# [ACTION ITEM]
Copy out the data below. Leave nothing out and alter nothing.

RECORDED DATA START

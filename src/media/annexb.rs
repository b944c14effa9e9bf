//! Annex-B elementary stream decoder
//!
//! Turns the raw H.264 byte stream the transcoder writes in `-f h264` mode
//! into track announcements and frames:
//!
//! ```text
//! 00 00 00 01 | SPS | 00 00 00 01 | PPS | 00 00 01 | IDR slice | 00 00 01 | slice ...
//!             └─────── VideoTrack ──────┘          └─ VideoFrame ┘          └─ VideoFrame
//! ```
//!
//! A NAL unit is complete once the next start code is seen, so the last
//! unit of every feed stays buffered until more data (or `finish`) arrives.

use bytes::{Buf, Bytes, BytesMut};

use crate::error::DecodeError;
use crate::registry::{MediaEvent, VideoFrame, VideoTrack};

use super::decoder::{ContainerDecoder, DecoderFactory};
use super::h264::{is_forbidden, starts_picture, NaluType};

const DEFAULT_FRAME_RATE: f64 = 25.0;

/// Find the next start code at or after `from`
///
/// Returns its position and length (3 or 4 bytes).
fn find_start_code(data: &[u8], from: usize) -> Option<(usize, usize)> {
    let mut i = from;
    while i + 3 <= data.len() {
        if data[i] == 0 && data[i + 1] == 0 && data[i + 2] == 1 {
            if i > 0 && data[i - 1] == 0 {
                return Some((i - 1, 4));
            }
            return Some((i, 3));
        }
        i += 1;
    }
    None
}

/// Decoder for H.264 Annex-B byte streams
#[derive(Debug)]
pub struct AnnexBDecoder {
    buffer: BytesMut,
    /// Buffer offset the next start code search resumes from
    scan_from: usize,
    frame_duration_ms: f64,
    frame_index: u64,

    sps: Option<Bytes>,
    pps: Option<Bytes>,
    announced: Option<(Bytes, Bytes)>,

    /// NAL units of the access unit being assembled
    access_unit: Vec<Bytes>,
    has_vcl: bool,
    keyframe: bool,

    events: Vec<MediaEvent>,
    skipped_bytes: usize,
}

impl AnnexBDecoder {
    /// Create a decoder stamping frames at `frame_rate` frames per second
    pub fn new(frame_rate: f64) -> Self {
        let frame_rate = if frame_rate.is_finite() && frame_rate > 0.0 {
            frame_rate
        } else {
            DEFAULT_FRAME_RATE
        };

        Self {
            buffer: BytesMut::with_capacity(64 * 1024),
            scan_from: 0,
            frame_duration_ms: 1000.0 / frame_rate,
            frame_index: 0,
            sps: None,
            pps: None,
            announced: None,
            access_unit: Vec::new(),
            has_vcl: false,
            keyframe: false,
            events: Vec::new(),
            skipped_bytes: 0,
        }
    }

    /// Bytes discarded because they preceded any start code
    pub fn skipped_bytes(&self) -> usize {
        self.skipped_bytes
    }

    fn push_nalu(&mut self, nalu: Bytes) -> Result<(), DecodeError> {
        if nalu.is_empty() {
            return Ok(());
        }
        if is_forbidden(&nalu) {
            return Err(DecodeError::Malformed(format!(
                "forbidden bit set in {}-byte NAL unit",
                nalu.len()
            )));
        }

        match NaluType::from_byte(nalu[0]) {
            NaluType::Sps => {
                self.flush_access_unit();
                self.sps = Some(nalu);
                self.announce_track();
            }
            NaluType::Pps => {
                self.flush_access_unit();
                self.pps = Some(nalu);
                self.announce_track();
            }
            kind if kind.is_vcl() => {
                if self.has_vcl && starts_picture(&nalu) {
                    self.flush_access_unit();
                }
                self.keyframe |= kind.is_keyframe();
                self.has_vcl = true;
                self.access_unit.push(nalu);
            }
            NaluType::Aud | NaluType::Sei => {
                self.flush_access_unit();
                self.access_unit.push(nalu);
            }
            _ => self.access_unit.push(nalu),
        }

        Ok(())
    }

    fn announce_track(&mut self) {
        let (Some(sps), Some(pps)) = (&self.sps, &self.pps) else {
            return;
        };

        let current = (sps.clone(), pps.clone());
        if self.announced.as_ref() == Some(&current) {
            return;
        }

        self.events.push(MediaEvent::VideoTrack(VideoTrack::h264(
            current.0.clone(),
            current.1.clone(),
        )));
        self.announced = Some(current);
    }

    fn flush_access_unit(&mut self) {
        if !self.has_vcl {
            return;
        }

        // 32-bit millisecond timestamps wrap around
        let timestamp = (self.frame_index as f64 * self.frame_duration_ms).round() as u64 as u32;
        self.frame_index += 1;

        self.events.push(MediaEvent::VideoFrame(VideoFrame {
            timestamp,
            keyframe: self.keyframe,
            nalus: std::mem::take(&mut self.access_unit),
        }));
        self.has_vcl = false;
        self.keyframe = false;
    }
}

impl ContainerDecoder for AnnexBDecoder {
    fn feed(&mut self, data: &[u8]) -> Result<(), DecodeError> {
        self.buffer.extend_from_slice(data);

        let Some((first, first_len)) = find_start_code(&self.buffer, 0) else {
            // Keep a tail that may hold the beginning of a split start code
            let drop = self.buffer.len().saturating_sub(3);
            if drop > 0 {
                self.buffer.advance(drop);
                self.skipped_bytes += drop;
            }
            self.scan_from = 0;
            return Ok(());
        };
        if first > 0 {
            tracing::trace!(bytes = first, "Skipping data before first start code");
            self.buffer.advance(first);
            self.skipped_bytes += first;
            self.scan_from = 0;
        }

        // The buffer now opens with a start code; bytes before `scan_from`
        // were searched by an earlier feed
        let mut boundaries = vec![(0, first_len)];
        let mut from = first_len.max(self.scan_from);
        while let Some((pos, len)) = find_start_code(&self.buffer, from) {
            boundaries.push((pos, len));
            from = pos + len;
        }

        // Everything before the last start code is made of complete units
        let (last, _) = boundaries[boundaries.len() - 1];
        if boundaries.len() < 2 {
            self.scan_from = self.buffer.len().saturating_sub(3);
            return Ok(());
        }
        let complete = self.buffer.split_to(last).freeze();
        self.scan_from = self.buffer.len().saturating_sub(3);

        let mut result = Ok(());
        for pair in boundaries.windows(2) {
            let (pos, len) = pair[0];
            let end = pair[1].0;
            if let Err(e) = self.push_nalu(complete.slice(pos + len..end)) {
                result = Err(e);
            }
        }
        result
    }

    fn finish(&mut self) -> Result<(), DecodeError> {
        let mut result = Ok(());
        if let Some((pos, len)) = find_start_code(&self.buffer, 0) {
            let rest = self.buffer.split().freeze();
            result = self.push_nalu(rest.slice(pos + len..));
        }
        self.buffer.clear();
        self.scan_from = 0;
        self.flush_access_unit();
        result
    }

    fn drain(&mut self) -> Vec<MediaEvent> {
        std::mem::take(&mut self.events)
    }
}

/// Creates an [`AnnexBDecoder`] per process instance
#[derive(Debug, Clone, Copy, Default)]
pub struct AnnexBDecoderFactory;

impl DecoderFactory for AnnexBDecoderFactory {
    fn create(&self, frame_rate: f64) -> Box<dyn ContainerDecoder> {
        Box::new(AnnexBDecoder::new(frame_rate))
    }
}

RECORDED DATA END

# [ANSWER TO THIS PROBLEM]
filename src/media/annexb.rs
repository b944c14effa9e9bf
//! Annex-B elementary stream decoder
//!
//! Turns the raw H.264 byte stream the transcoder writes in `-f h264` mode
//! into track announcements and frames:
//!
//! ```text
//! 00 00 00 01 | SPS | 00 00 00 01 | PPS | 00 00 01 | IDR slice | 00 00 01 | slice ...
//!             └─────── VideoTrack ──────┘          └─ VideoFrame ┘          └─ VideoFrame
//! ```
//!
//! A NAL unit is complete once the next start code is seen, so the last
//! unit of every feed stays buffered until more data (or `finish`) arrives.

use bytes::{Buf, Bytes, BytesMut};

use crate::error::DecodeError;
use crate::registry::{MediaEvent, VideoFrame, VideoTrack};

use super::decoder::{ContainerDecoder, DecoderFactory};
use super::h264::{is_forbidden, starts_picture, NaluType};

const DEFAULT_FRAME_RATE: f64 = 25.0;

/// Find the next start code at or after `from`
///
/// Returns its position and length (3 or 4 bytes).
fn find_start_code(data: &[u8], from: usize) -> Option<(usize, usize)> {
    let mut i = from;
    while i + 3 <= data.len() {
        if data[i] == 0 && data[i + 1] == 0 && data[i + 2] == 1 {
            if i > 0 && data[i - 1] == 0 {
                return Some((i - 1, 4));
            }
            return Some((i, 3));
        }
        i += 1;
    }
    None
}

/// Decoder for H.264 Annex-B byte streams
#[derive(Debug)]
pub struct AnnexBDecoder {
    buffer: BytesMut,
    /// Buffer offset the next start code search resumes from
    scan_from: usize,
    frame_duration_ms: f64,
    frame_index: u64,

    sps: Option<Bytes>,
    pps: Option<Bytes>,
    announced: Option<(Bytes, Bytes)>,

    /// NAL units of the access unit being assembled
    access_unit: Vec<Bytes>,
    has_vcl: bool,
    keyframe: bool,

    events: Vec<MediaEvent>,
    skipped_bytes: usize,
}

impl AnnexBDecoder {
    /// Create a decoder stamping frames at `frame_rate` frames per second
    pub fn new(frame_rate: f64) -> Self {
        let frame_rate = if frame_rate.is_finite() && frame_rate > 0.0 {
            frame_rate
        } else {
            DEFAULT_FRAME_RATE
        };

        Self {
            buffer: BytesMut::with_capacity(64 * 1024),
            scan_from: 0,
            frame_duration_ms: 1000.0 / frame_rate,
            frame_index: 0,
            sps: None,
            pps: None,
            announced: None,
            access_unit: Vec::new(),
            has_vcl: false,
            keyframe: false,
            events: Vec::new(),
            skipped_bytes: 0,
        }
    }

    /// Bytes discarded because they preceded any start code
    pub fn skipped_bytes(&self) -> usize {
        self.skipped_bytes
    }

    fn push_nalu(&mut self, nalu: Bytes) -> Result<(), DecodeError> {
        if nalu.is_empty() {
            return Ok(());
        }
        if is_forbidden(&nalu) {
            return Err(DecodeError::Malformed(format!(
                "forbidden bit set in {}-byte NAL unit",
                nalu.len()
            )));
        }

        match NaluType::from_byte(nalu[0]) {
            NaluType::Sps => {
                self.flush_access_unit();
                self.sps = Some(nalu);
                self.announce_track();
            }
            NaluType::Pps => {
                self.flush_access_unit();
                self.pps = Some(nalu);
                self.announce_track();
            }
            kind if kind.is_vcl() => {
                if self.has_vcl && starts_picture(&nalu) {
                    self.flush_access_unit();
                }
                self.keyframe |= kind.is_keyframe();
                self.has_vcl = true;
                self.access_unit.push(nalu);
            }
            NaluType::Aud | NaluType::Sei => {
                self.flush_access_unit();
                self.access_unit.push(nalu);
            }
            _ => self.access_unit.push(nalu),
        }

        Ok(())
    }

    fn announce_track(&mut self) {
        let (Some(sps), Some(pps)) = (&self.sps, &self.pps) else {
            return;
        };

        let current = (sps.clone(), pps.clone());
        if self.announced.as_ref() == Some(&current) {
            return;
        }

        self.events.push(MediaEvent::VideoTrack(VideoTrack::h264(
            current.0.clone(),
            current.1.clone(),
        )));
        self.announced = Some(current);
    }

    fn flush_access_unit(&mut self) {
        if !self.has_vcl {
            return;
        }

        // 32-bit millisecond timestamps wrap around
        let timestamp = (self.frame_index as f64 * self.frame_duration_ms).round() as u64 as u32;
        self.frame_index += 1;

        self.events.push(MediaEvent::VideoFrame(VideoFrame {
            timestamp,
            keyframe: self.keyframe,
            nalus: std::mem::take(&mut self.access_unit),
        }));
        self.has_vcl = false;
        self.keyframe = false;
    }
}

impl ContainerDecoder for AnnexBDecoder {
    fn feed(&mut self, data: &[u8]) -> Result<(), DecodeError> {
        self.buffer.extend_from_slice(data);

        let Some((first, first_len)) = find_start_code(&self.buffer, 0) else {
            // Keep a tail that may hold the beginning of a split start code
            let drop = self.buffer.len().saturating_sub(3);
            if drop > 0 {
                self.buffer.advance(drop);
                self.skipped_bytes += drop;
            }
            self.scan_from = 0;
            return Ok(());
        };
        if first > 0 {
            tracing::trace!(bytes = first, "Skipping data before first start code");
            self.buffer.advance(first);
            self.skipped_bytes += first;
            self.scan_from = 0;
        }

        // The buffer now opens with a start code; bytes before `scan_from`
        // were searched by an earlier feed
        let mut boundaries = vec![(0, first_len)];
        let mut from = first_len.max(self.scan_from);
        while let Some((pos, len)) = find_start_code(&self.buffer, from) {
            boundaries.push((pos, len));
            from = pos + len;
        }

        // Everything before the last start code is made of complete units
        let (last, _) = boundaries[boundaries.len() - 1];
        if boundaries.len() < 2 {
            self.scan_from = self.buffer.len().saturating_sub(3);
            return Ok(());
        }
        let complete = self.buffer.split_to(last).freeze();
        self.scan_from = self.buffer.len().saturating_sub(3);

        let mut result = Ok(());
        for pair in boundaries.windows(2) {
            let (pos, len) = pair[0];
            let end = pair[1].0;
            if let Err(e) = self.push_nalu(complete.slice(pos + len..end)) {
                result = Err(e);
            }
        }
        result
    }

    fn finish(&mut self) -> Result<(), DecodeError> {
        let mut result = Ok(());
        if let Some((pos, len)) = find_start_code(&self.buffer, 0) {
            let rest = self.buffer.split().freeze();
            result = self.push_nalu(rest.slice(pos + len..));
        }
        self.buffer.clear();
        self.scan_from = 0;
        self.flush_access_unit();
        result
    }

    fn drain(&mut self) -> Vec<MediaEvent> {
        std::mem::take(&mut self.events)
    }
}

/// Creates an [`AnnexBDecoder`] per process instance
#[derive(Debug, Clone, Copy, Default)]
pub struct AnnexBDecoderFactory;

impl DecoderFactory for AnnexBDecoderFactory {
    fn create(&self, frame_rate: f64) -> Box<dyn ContainerDecoder> {
        Box::new(AnnexBDecoder::new(frame_rate))
    }
}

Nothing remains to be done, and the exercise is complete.